Book Local Lives in a Global Pandemic  Stories from North Central Florida

Download or read book Local Lives in a Global Pandemic Stories from North Central Florida written by Pat Caren and published by Archway Publishing. This book was released on 2021-10-14 with total page 176 pages. Available in PDF, EPUB and Kindle. Book excerpt: Local Lives in a Global Pandemic: Stories from North Central Florida covers the COVID-19 pandemic at its peak in 2020. It is a snapshot designed to give readers insights into the thoughts and feelings of their neighbors, and for future generations, a window into the real-time experiences of those who lived through the ordeal. The book includes a preface from Lauren Poe, mayor of Gainesville, and entries from a long list of contributors. The essays were collected by the Matheson History Museum and the Writers Alliance of Gainesville. Contributions come from writers and non-writers alike. Victims describe their suffering. Medical personnel highlight their struggles. Young people decry being denied rites of passage such as prom and graduation. Teachers, parents, grandparents, public figures, and even a prison inmate give their perspective. While the stories are drawn from north central Florida, they will resonate with anyone who wants to get a deeper sense of how the world was blindsided by the COVID-19 pandemic.

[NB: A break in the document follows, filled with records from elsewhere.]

//! browser-remote native messaging host.
//!
//! Launched by the browser with the extension's stdin/stdout as the native
//! channel. Serves `POST /` on `--host:--port` (or the next free port) and
//! relays each query to the extension.

mod cli;
mod logging;

use std::sync::Arc;
use std::time::Duration;

use anyhow::Result;
use clap::Parser;
use tracing::info;

use browser_remote::transport::{ServerConfig, serve};
use browser_remote::{Bridge, CorrelationRegistry, PortScan, RelayService};

use cli::Args;

/// Grace period for blocking-pool work (the stdin read) once the host is done.
const RUNTIME_SHUTDOWN_TIMEOUT: Duration = Duration::from_secs(1);

fn main() -> Result<()> {
    let args = Args::parse();
    logging::init_tracing(&args.log_file, args.log_stderr)?;

    for arg in &args.browser_args {
        tracing::debug!(%arg, "Browser argument");
    }

    let runtime = tokio::runtime::Builder::new_multi_thread()
        .enable_all()
        .build()?;
    let result = runtime.block_on(run(args));
    runtime.shutdown_timeout(RUNTIME_SHUTDOWN_TIMEOUT);

    if let Err(e) = &result {
        tracing::error!(error = %e, "browser-remote exited with an error");
    }
    result
}

async fn run(args: Args) -> Result<()> {
    let port = PortScan::default()
        .find_free_port(&args.host, args.port, args.port_tries, true)
        .await
        .ok_or_else(|| anyhow::anyhow!("unable to open port {}:{}", args.host, args.port))?;

    let registry = CorrelationRegistry::new();
    let bridge = Bridge::start(
        tokio::io::stdin(),
        tokio::io::stdout(),
        Arc::clone(&registry),
    );
    let service = Arc::new(
        RelayService::new(registry, bridge.sender())
            .with_timeout(Duration::from_secs(args.timeout_secs)),
    );

    let config = ServerConfig {
        host: args.host,
        port,
    };
    let served = serve(config, service, bridge.closed()).await;

    match bridge.shutdown().await {
        Ok(exit) => info!(?exit, "Native bridge stopped"),
        Err(e) => tracing::error!(error = %e, "Native bridge stopped with an error"),
    }

    served
}
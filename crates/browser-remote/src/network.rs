//! Free-port discovery for the HTTP listener.

use std::time::Duration;

use tokio::net::TcpStream;

/// Probe settings for [`PortScan::find_free_port`].
#[derive(Debug, Clone, Copy)]
pub struct PortScan {
    /// How long a connect attempt may take before the port counts as free.
    pub probe_timeout: Duration,
    /// Pause after finding a port busy.
    pub retry_delay: Duration,
}

impl Default for PortScan {
    fn default() -> Self {
        Self {
            probe_timeout: Duration::from_millis(500),
            retry_delay: Duration::from_millis(500),
        }
    }
}

impl PortScan {
    /// First port starting at `port` that nothing answers on.
    ///
    /// With `increment` each busy attempt moves to the next port, otherwise the
    /// same port is retried. `None` after `max_tries` busy attempts.
    pub async fn find_free_port(
        &self,
        host: &str,
        port: u16,
        max_tries: u32,
        increment: bool,
    ) -> Option<u16> {
        let mut port = port;
        for _ in 0..max_tries {
            if !self.is_port_in_use(host, port).await {
                return Some(port);
            }
            tracing::error!(%host, port, "Unable to open port, trying another port");
            tokio::time::sleep(self.retry_delay).await;
            if increment {
                port = port.checked_add(1)?;
            }
        }
        None
    }

    async fn is_port_in_use(&self, host: &str, port: u16) -> bool {
        matches!(
            tokio::time::timeout(self.probe_timeout, TcpStream::connect((host, port))).await,
            Ok(Ok(_))
        )
    }
}
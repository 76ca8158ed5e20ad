//! Box blur.
//!
//! Square-kernel mean filter of side `2*radius+1`. Only interior
//! pixels (a 1-pixel border on every edge is left unprocessed) are
//! written, and the kernel reads from a snapshot of the pre-blur
//! buffer so writes never feed back into the window. Window samples
//! that fall outside the image are skipped; the divisor is the count
//! of in-bounds samples.

use ndarray::Array3;

/// Blur R, G and B in place; alpha is untouched.
///
/// `radius == 0` is a no-op. Images narrower or shorter than 3 pixels
/// have no interior and are returned unchanged.
pub fn box_blur(data: &mut Array3<u8>, radius: u32) {
    if radius == 0 {
        return;
    }
    let (height, width, _) = data.dim();
    let r = radius as isize;
    let snapshot = data.clone();

    for y in 1..height.saturating_sub(1) {
        for x in 1..width.saturating_sub(1) {
            let mut sum = [0u32; 3];
            let mut count = 0u32;

            for dy in -r..=r {
                let sy = y as isize + dy;
                if sy < 0 || sy >= height as isize {
                    continue;
                }
                for dx in -r..=r {
                    let sx = x as isize + dx;
                    if sx < 0 || sx >= width as isize {
                        continue;
                    }
                    for (c, acc) in sum.iter_mut().enumerate() {
                        *acc += snapshot[[sy as usize, sx as usize, c]] as u32;
                    }
                    count += 1;
                }
            }

            for (c, acc) in sum.iter().enumerate() {
                data[[y, x, c]] = (acc / count) as u8;
            }
        }
    }
}
//! Processing configuration.
//!
//! One immutable [`ProcessingOptions`] value is shared read-only by
//! every image in a batch. The struct serializes with serde so callers
//! can persist option profiles and feed them back in later.

use serde::{Deserialize, Serialize};

use crate::error::OptionsError;

/// How the effective threshold is chosen in threshold mode.
#[derive(Debug, Clone, Copy, PartialEq, Eq, Default, Serialize, Deserialize)]
#[serde(rename_all = "lowercase")]
pub enum AdaptiveMethod {
    /// Use the configured [`ProcessingOptions::threshold`] value.
    #[default]
    Custom,
    /// Estimate a threshold from the image's own histogram.
    Otsu,
}

/// Which binarized value becomes transparent when transparency keying
/// is enabled.
#[derive(Debug, Clone, Copy, PartialEq, Eq, Default, Serialize, Deserialize)]
#[serde(rename_all = "lowercase")]
pub enum TransparencyColor {
    /// Pixels that end up at 0 get alpha 0.
    #[default]
    Black,
    /// Pixels that end up at 255 get alpha 0.
    White,
}

/// Configuration for one batch run.
///
/// Numeric fields are expected in their documented UI ranges
/// (brightness/contrast -100..=100, gamma > 0); [`validate`] rejects
/// the values that would make the pixel math non-finite.
///
/// [`validate`]: ProcessingOptions::validate
#[derive(Debug, Clone, PartialEq, Serialize, Deserialize)]
#[serde(default)]
pub struct ProcessingOptions {
    /// Channel spread (`max - min`) at or below which a pixel counts
    /// as grayscale.
    pub tolerance: u8,
    /// `true` selects threshold mode for the final stage, `false`
    /// selects inversion mode.
    pub use_threshold: bool,
    /// Custom threshold, used when [`adaptive_method`] is
    /// [`AdaptiveMethod::Custom`].
    ///
    /// [`adaptive_method`]: Self::adaptive_method
    pub threshold: u8,
    pub adaptive_method: AdaptiveMethod,
    /// Convert the image to grayscale before the final stage.
    pub grayscale: bool,
    /// Apply a box blur before the final stage.
    pub blur: bool,
    /// Box blur radius; the kernel is `2*radius+1` on a side. A radius
    /// of 0 disables the blur even when [`blur`](Self::blur) is set.
    pub blur_radius: u32,
    /// Additive brightness, -100..=100.
    pub brightness: i32,
    /// Contrast percentage, -100..=100 by UI contract; anything
    /// strictly inside (-259, 259) is mathematically valid.
    pub contrast: i32,
    /// Gamma correction exponent, > 0. 1.0 is the identity.
    pub gamma: f32,
    /// Apply the 3x3 sharpen kernel before the final stage.
    pub sharpen: bool,
    /// Enable transparency keying on mask-true pixels.
    pub transparent: bool,
    pub transparency_color: TransparencyColor,
}

impl Default for ProcessingOptions {
    fn default() -> Self {
        Self {
            tolerance: 5,
            use_threshold: false,
            threshold: 128,
            adaptive_method: AdaptiveMethod::Custom,
            grayscale: false,
            blur: false,
            blur_radius: 1,
            brightness: 0,
            contrast: 0,
            gamma: 1.0,
            sharpen: false,
            transparent: false,
            transparency_color: TransparencyColor::Black,
        }
    }
}

impl ProcessingOptions {
    /// Reject configurations that would produce non-finite pixel
    /// values: gamma <= 0 (or NaN/inf) and contrast at or beyond the
    /// +/-259 pole of the contrast-factor formula.
    pub fn validate(&self) -> Result<(), OptionsError> {
        if !self.gamma.is_finite() || self.gamma <= 0.0 {
            return Err(OptionsError::InvalidGamma(self.gamma));
        }
        if self.contrast <= -259 || self.contrast >= 259 {
            return Err(OptionsError::ContrastOutOfRange(self.contrast));
        }
        Ok(())
    }

    /// Whether the final stage needs an Otsu estimate captured before
    /// preprocessing runs.
    pub fn wants_adaptive_threshold(&self) -> bool {
        self.use_threshold && self.adaptive_method == AdaptiveMethod::Otsu
    }
}
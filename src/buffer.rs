//! Owned RGBA pixel buffer.
//!
//! The pipeline operates on interleaved 8-bit RGBA stored as an
//! `ndarray` of shape `(height, width, 4)`. `PixelBuffer` owns one
//! image's worth of pixels for the duration of its pipeline run;
//! ownership transfers to the caller when the batch emits results.

use ndarray::{Array3, ArrayView3, ArrayViewMut3};

use crate::error::DecodeError;

/// Number of interleaved channels per pixel (R, G, B, A).
pub const CHANNELS: usize = 4;

/// A width x height grid of RGBA pixels, row-major, channel values
/// 0-255.
#[derive(Debug, Clone, PartialEq, Eq)]
pub struct PixelBuffer {
    data: Array3<u8>,
}

impl PixelBuffer {
    /// Create an opaque black buffer of the given dimensions.
    pub fn new(width: usize, height: usize) -> Self {
        let mut data = Array3::<u8>::zeros((height, width, CHANNELS));
        data.slice_mut(ndarray::s![.., .., 3]).fill(255);
        Self { data }
    }

    /// Wrap an existing `(height, width, 4)` array.
    pub fn from_array(data: Array3<u8>) -> Self {
        debug_assert_eq!(data.shape()[2], CHANNELS);
        Self { data }
    }

    /// Build a buffer from flat interleaved RGBA bytes, as handed over
    /// by an external decoder.
    ///
    /// # Errors
    /// Returns [`DecodeError::ShapeMismatch`] if `bytes.len()` is not
    /// `width * height * 4`.
    pub fn from_rgba_bytes(bytes: &[u8], width: usize, height: usize) -> Result<Self, DecodeError> {
        let expected = width * height * CHANNELS;
        if bytes.len() != expected {
            return Err(DecodeError::ShapeMismatch {
                width,
                height,
                expected,
                actual: bytes.len(),
            });
        }
        let data = Array3::from_shape_vec((height, width, CHANNELS), bytes.to_vec())
            .expect("length checked against shape above");
        Ok(Self { data })
    }

    pub fn width(&self) -> usize {
        self.data.shape()[1]
    }

    pub fn height(&self) -> usize {
        self.data.shape()[0]
    }

    /// Total pixel count (`width * height`).
    pub fn pixel_count(&self) -> usize {
        self.width() * self.height()
    }

    /// Read-only view of the underlying `(height, width, 4)` array.
    pub fn view(&self) -> ArrayView3<'_, u8> {
        self.data.view()
    }

    /// Mutable view for in-place filters.
    pub fn view_mut(&mut self) -> ArrayViewMut3<'_, u8> {
        self.data.view_mut()
    }

    /// The underlying array, for filters that take `&mut Array3<u8>`.
    pub fn array_mut(&mut self) -> &mut Array3<u8> {
        &mut self.data
    }

    pub fn array(&self) -> &Array3<u8> {
        &self.data
    }

    /// One pixel as `[r, g, b, a]`.
    pub fn pixel(&self, x: usize, y: usize) -> [u8; 4] {
        [
            self.data[[y, x, 0]],
            self.data[[y, x, 1]],
            self.data[[y, x, 2]],
            self.data[[y, x, 3]],
        ]
    }

    /// Overwrite one pixel with `[r, g, b, a]`.
    pub fn set_pixel(&mut self, x: usize, y: usize, rgba: [u8; 4]) {
        for (c, &v) in rgba.iter().enumerate() {
            self.data[[y, x, c]] = v;
        }
    }

    /// Consume the buffer, returning flat interleaved RGBA bytes.
    pub fn into_rgba_bytes(self) -> Vec<u8> {
        self.data.into_raw_vec_and_offset().0
    }
}
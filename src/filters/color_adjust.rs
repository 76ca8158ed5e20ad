//! Pixel-wise tone adjustments: brightness/contrast and gamma.
//!
//! Both mutate R, G and B in place, clamp to 0-255 and leave alpha
//! untouched.

use ndarray::Array3;

/// Adjust brightness and contrast in one pass.
///
/// The contrast percentage becomes the slope factor
/// `259*(contrast+255) / (255*(259-contrast))`; each channel is then
/// `clamp(factor*(v-128) + 128 + brightness)`. Contrast must lie
/// strictly inside (-259, 259) — the options validator guarantees
/// this before the pipeline runs.
///
/// # Arguments
/// * `brightness` - additive offset, -100..=100 by UI contract
/// * `contrast` - slope percentage, -100..=100 by UI contract
pub fn adjust_brightness_contrast(data: &mut Array3<u8>, brightness: i32, contrast: i32) {
    let (height, width, _) = data.dim();
    let factor = (259.0 * (contrast as f32 + 255.0)) / (255.0 * (259.0 - contrast as f32));
    let offset = brightness as f32;

    for y in 0..height {
        for x in 0..width {
            for c in 0..3 {
                let v = data[[y, x, c]] as f32;
                let adjusted = factor * (v - 128.0) + 128.0 + offset;
                data[[y, x, c]] = adjusted.clamp(0.0, 255.0).round() as u8;
            }
        }
    }
}

/// Apply gamma correction in place.
///
/// Each channel becomes `clamp(255 * (v/255)^(1/gamma))`. Gamma must
/// be finite and > 0 (validated up front); 1.0 is the identity within
/// rounding.
pub fn apply_gamma(data: &mut Array3<u8>, gamma: f32) {
    let (height, width, _) = data.dim();
    let inv_gamma = 1.0 / gamma;

    for y in 0..height {
        for x in 0..width {
            for c in 0..3 {
                let v = data[[y, x, c]] as f32 / 255.0;
                let corrected = v.powf(inv_gamma) * 255.0;
                data[[y, x, c]] = corrected.clamp(0.0, 255.0).round() as u8;
            }
        }
    }
}
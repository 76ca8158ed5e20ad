//! Otsu's method: estimate a global threshold from the image's own
//! luminance histogram.
//!
//! The histogram is built over channel 0, which assumes luminance has
//! already been reduced to the red channel (true after grayscale
//! conversion, and a documented recommendation when feeding color
//! images). The batch pipeline runs this on the as-decoded buffer so
//! the estimate reflects the source image's distribution, not the
//! filtered one.

use crate::buffer::PixelBuffer;

/// Threshold maximizing between-class variance.
///
/// Scans candidate thresholds 0..=255 with running background and
/// foreground weights; ties resolve to the lowest maximizing index
/// (strict `>` comparison). A solid-color image never produces a
/// positive variance and yields 0. Always returns a value.
pub fn otsu_threshold(buffer: &PixelBuffer) -> u8 {
    let pixels = buffer.view();
    let (height, width) = (buffer.height(), buffer.width());

    let mut hist = [0u64; 256];
    for y in 0..height {
        for x in 0..width {
            hist[pixels[[y, x, 0]] as usize] += 1;
        }
    }
    let total = (width * height) as u64;

    let sum: f64 = hist
        .iter()
        .enumerate()
        .map(|(i, &count)| i as f64 * count as f64)
        .sum();

    let mut sum_b = 0.0f64;
    let mut w_b = 0u64;
    let mut max_var = 0.0f64;
    let mut threshold = 0u8;

    for (i, &count) in hist.iter().enumerate() {
        w_b += count;
        if w_b == 0 {
            continue;
        }
        let w_f = total - w_b;
        if w_f == 0 {
            break;
        }
        sum_b += i as f64 * count as f64;
        let m_b = sum_b / w_b as f64;
        let m_f = (sum - sum_b) / w_f as f64;
        let var_between = w_b as f64 * w_f as f64 * (m_b - m_f) * (m_b - m_f);
        if var_between > max_var {
            max_var = var_between;
            threshold = i as u8;
        }
    }

    threshold
}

Book COVID 19 in the Global South

Download or read book COVID 19 in the Global South written by Carmody, Pádraig and published by Policy Press. This book was released on 2020-10-21 with total page 218 pages. Available in PDF, EPUB and Kindle. Book excerpt: Available Open Access under CC-BY-NC-ND licence. Bringing together a range of experts across various sectors, this important volume explores some of the key issues that have arisen in the Global South with the COVID-19 pandemic. Situating the worldwide health crisis within broader processes of globalisation, the book investigates implications for development and gender, as well as the effects on migration, climate change and economic inequality. Contributors consider how widespread and long-lasting responses to the pandemic should be, while paying particular attention to the accentuated risks faced by vulnerable populations. Providing answers that will be essential to development practitioners and policy makers, the book offers vital insights into how the impact of COVID-19 can be mitigated in some of the most challenging socio-economic contexts worldwide.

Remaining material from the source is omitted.